::: Stored data :::

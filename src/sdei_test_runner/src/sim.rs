//! Command-line description of the simulated platform
use sdei_port_std::{Faults, SimConfig, WatchdogDesc};
use std::time::Duration;

#[derive(Debug, Clone, Copy, PartialEq, Eq, clap::ValueEnum)]
pub(crate) enum WatchdogKind {
    /// Non-secure
    Ns,
    /// Secure
    S,
}

/// A deviation from a conforming platform. See [`Faults`].
#[derive(Debug, Clone, Copy, PartialEq, Eq, clap::ValueEnum)]
pub(crate) enum Fault {
    GicDisableFails,
    MapFails,
    BindFails,
    ReportsRegisteredEarly,
    RegisterFails,
    EnableFails,
    EnableIgnored,
    TimerDead,
    HidesRunning,
    UnregisterImmediate,
    StuckRegistered,
    CompleteIgnored,
    UnregisterFails,
    ReleaseFails,
    StatusFails,
    ReportsEnabledEarly,
    PendingReportsRegistered,
    DeniesRunningUnregister,
}

impl From<Fault> for Faults {
    fn from(x: Fault) -> Self {
        match x {
            Fault::GicDisableFails => Faults::GIC_DISABLE_FAILS,
            Fault::MapFails => Faults::MAP_FAILS,
            Fault::BindFails => Faults::BIND_FAILS,
            Fault::ReportsRegisteredEarly => Faults::REPORTS_REGISTERED_EARLY,
            Fault::RegisterFails => Faults::REGISTER_FAILS,
            Fault::EnableFails => Faults::ENABLE_FAILS,
            Fault::EnableIgnored => Faults::ENABLE_IGNORED,
            Fault::TimerDead => Faults::TIMER_DEAD,
            Fault::HidesRunning => Faults::HIDES_RUNNING,
            Fault::UnregisterImmediate => Faults::UNREGISTER_IMMEDIATE,
            Fault::StuckRegistered => Faults::STUCK_REGISTERED,
            Fault::CompleteIgnored => Faults::COMPLETE_IGNORED,
            Fault::UnregisterFails => Faults::UNREGISTER_FAILS,
            Fault::ReleaseFails => Faults::RELEASE_FAILS,
            Fault::StatusFails => Faults::STATUS_FAILS,
            Fault::ReportsEnabledEarly => Faults::REPORTS_ENABLED_EARLY,
            Fault::PendingReportsRegistered => Faults::PENDING_REPORTS_REGISTERED,
            Fault::DeniesRunningUnregister => Faults::DENIES_RUNNING_UNREGISTER,
        }
    }
}

pub(crate) fn sim_config(
    watchdogs: &[WatchdogKind],
    faults: &[Fault],
    tick: Duration,
    pe_index: usize,
) -> SimConfig {
    let watchdogs = watchdogs.iter().enumerate().map(|(i, kind)| match kind {
        WatchdogKind::Ns => WatchdogDesc::non_secure(i),
        WatchdogKind::S => WatchdogDesc::secure(i),
    });
    let faults = faults
        .iter()
        .fold(Faults::empty(), |acc, &fault| acc | Faults::from(fault));

    SimConfig::default()
        .with_watchdogs(watchdogs)
        .with_tick(tick)
        .with_pe_index(pe_index)
        .with_faults(faults)
}
//! Test case selection
use sdei_test_suite::sdei_tests::{self, TestMeta, TESTS};
use std::fmt;
use thiserror::Error;

/// One run of a test case. `watchdog` is `None` if the test case picks the
/// device by itself.
#[derive(Debug, Clone, Copy)]
pub struct TestRun {
    pub case: &'static TestMeta,
    pub watchdog: Option<usize>,
}

impl fmt::Display for TestRun {
    fn fmt(&self, f: &mut fmt::Formatter) -> fmt::Result {
        write!(f, "sdei_tests::{}", self.case.name)?;
        if let Some(index) = self.watchdog {
            write!(f, "@wd{index}")?;
        }
        Ok(())
    }
}

#[derive(Debug, Clone)]
pub enum TestFilter {
    Pass,
    CaseNameContains(String),
    CaseId(u32),
    Disjuction(Vec<TestFilter>),
}

impl TestFilter {
    fn matches(&self, case: &TestMeta) -> bool {
        match self {
            Self::Pass => true,
            Self::CaseNameContains(needle) => case.name.contains(&**needle),
            Self::CaseId(id) => case.id == *id,
            Self::Disjuction(subfilters) => {
                subfilters.iter().any(|subfilter| subfilter.matches(case))
            }
        }
    }

    pub fn all_matching_cases(&self) -> impl Iterator<Item = &'static TestMeta> + '_ {
        TESTS.iter().filter(move |case| self.matches(case))
    }
}

#[derive(Error, Debug)]
pub enum TestFilterParseError {
    #[error("Empty test filter")]
    Empty,
    #[error("Invalid test number: '{0}'")]
    BadId(String),
}

impl std::str::FromStr for TestFilter {
    type Err = TestFilterParseError;

    /// Parse a filter string.
    ///
    ///  - `#032` chooses the test case published under that number.
    ///  - The exact name of a test case chooses only that test case.
    ///  - Anything else chooses the test cases whose names contain it.
    ///
    fn from_str(s: &str) -> Result<Self, Self::Err> {
        if s.is_empty() {
            Err(TestFilterParseError::Empty)
        } else if let Some(id) = s.strip_prefix('#') {
            id.parse()
                .map(TestFilter::CaseId)
                .map_err(|_| TestFilterParseError::BadId(id.to_owned()))
        } else if let Some(case) = sdei_tests::find(s) {
            Ok(TestFilter::CaseId(case.id))
        } else {
            Ok(TestFilter::CaseNameContains(s.to_owned()))
        }
    }
}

:::

__What to do__. So that nothing is lost, write out each record exactly as it appears above.

__Answer for the task__.
filename src/sdei_test_runner/src/sim.rs
//! Command-line description of the simulated platform
use sdei_port_std::{Faults, SimConfig, WatchdogDesc};
use std::time::Duration;

#[derive(Debug, Clone, Copy, PartialEq, Eq, clap::ValueEnum)]
pub(crate) enum WatchdogKind {
    /// Non-secure
    Ns,
    /// Secure
    S,
}

/// A deviation from a conforming platform. See [`Faults`].
#[derive(Debug, Clone, Copy, PartialEq, Eq, clap::ValueEnum)]
pub(crate) enum Fault {
    GicDisableFails,
    MapFails,
    BindFails,
    ReportsRegisteredEarly,
    RegisterFails,
    EnableFails,
    EnableIgnored,
    TimerDead,
    HidesRunning,
    UnregisterImmediate,
    StuckRegistered,
    CompleteIgnored,
    UnregisterFails,
    ReleaseFails,
    StatusFails,
    ReportsEnabledEarly,
    PendingReportsRegistered,
    DeniesRunningUnregister,
}

impl From<Fault> for Faults {
    fn from(x: Fault) -> Self {
        match x {
            Fault::GicDisableFails => Faults::GIC_DISABLE_FAILS,
            Fault::MapFails => Faults::MAP_FAILS,
            Fault::BindFails => Faults::BIND_FAILS,
            Fault::ReportsRegisteredEarly => Faults::REPORTS_REGISTERED_EARLY,
            Fault::RegisterFails => Faults::REGISTER_FAILS,
            Fault::EnableFails => Faults::ENABLE_FAILS,
            Fault::EnableIgnored => Faults::ENABLE_IGNORED,
            Fault::TimerDead => Faults::TIMER_DEAD,
            Fault::HidesRunning => Faults::HIDES_RUNNING,
            Fault::UnregisterImmediate => Faults::UNREGISTER_IMMEDIATE,
            Fault::StuckRegistered => Faults::STUCK_REGISTERED,
            Fault::CompleteIgnored => Faults::COMPLETE_IGNORED,
            Fault::UnregisterFails => Faults::UNREGISTER_FAILS,
            Fault::ReleaseFails => Faults::RELEASE_FAILS,
            Fault::StatusFails => Faults::STATUS_FAILS,
            Fault::ReportsEnabledEarly => Faults::REPORTS_ENABLED_EARLY,
            Fault::PendingReportsRegistered => Faults::PENDING_REPORTS_REGISTERED,
            Fault::DeniesRunningUnregister => Faults::DENIES_RUNNING_UNREGISTER,
        }
    }
}

pub(crate) fn sim_config(
    watchdogs: &[WatchdogKind],
    faults: &[Fault],
    tick: Duration,
    pe_index: usize,
) -> SimConfig {
    let watchdogs = watchdogs.iter().enumerate().map(|(i, kind)| match kind {
        WatchdogKind::Ns => WatchdogDesc::non_secure(i),
        WatchdogKind::S => WatchdogDesc::secure(i),
    });
    let faults = faults
        .iter()
        .fold(Faults::empty(), |acc, &fault| acc | Faults::from(fault));

    SimConfig::default()
        .with_watchdogs(watchdogs)
        .with_tick(tick)
        .with_pe_index(pe_index)
        .with_faults(faults)
}
//! Test case selection
use sdei_test_suite::sdei_tests::{self, TestMeta, TESTS};
use std::fmt;
use thiserror::Error;

/// One run of a test case. `watchdog` is `None` if the test case picks the
/// device by itself.
#[derive(Debug, Clone, Copy)]
pub struct TestRun {
    pub case: &'static TestMeta,
    pub watchdog: Option<usize>,
}

impl fmt::Display for TestRun {
    fn fmt(&self, f: &mut fmt::Formatter) -> fmt::Result {
        write!(f, "sdei_tests::{}", self.case.name)?;
        if let Some(index) = self.watchdog {
            write!(f, "@wd{index}")?;
        }
        Ok(())
    }
}

#[derive(Debug, Clone)]
pub enum TestFilter {
    Pass,
    CaseNameContains(String),
    CaseId(u32),
    Disjuction(Vec<TestFilter>),
}

impl TestFilter {
    fn matches(&self, case: &TestMeta) -> bool {
        match self {
            Self::Pass => true,
            Self::CaseNameContains(needle) => case.name.contains(&**needle),
            Self::CaseId(id) => case.id == *id,
            Self::Disjuction(subfilters) => {
                subfilters.iter().any(|subfilter| subfilter.matches(case))
            }
        }
    }

    pub fn all_matching_cases(&self) -> impl Iterator<Item = &'static TestMeta> + '_ {
        TESTS.iter().filter(move |case| self.matches(case))
    }
}

#[derive(Error, Debug)]
pub enum TestFilterParseError {
    #[error("Empty test filter")]
    Empty,
    #[error("Invalid test number: '{0}'")]
    BadId(String),
}

impl std::str::FromStr for TestFilter {
    type Err = TestFilterParseError;

    /// Parse a filter string.
    ///
    ///  - `#032` chooses the test case published under that number.
    ///  - The exact name of a test case chooses only that test case.
    ///  - Anything else chooses the test cases whose names contain it.
    ///
    fn from_str(s: &str) -> Result<Self, Self::Err> {
        if s.is_empty() {
            Err(TestFilterParseError::Empty)
        } else if let Some(id) = s.strip_prefix('#') {
            id.parse()
                .map(TestFilter::CaseId)
                .map_err(|_| TestFilterParseError::BadId(id.to_owned()))
        } else if let Some(case) = sdei_tests::find(s) {
            Ok(TestFilter::CaseId(case.id))
        } else {
            Ok(TestFilter::CaseNameContains(s.to_owned()))
        }
    }
}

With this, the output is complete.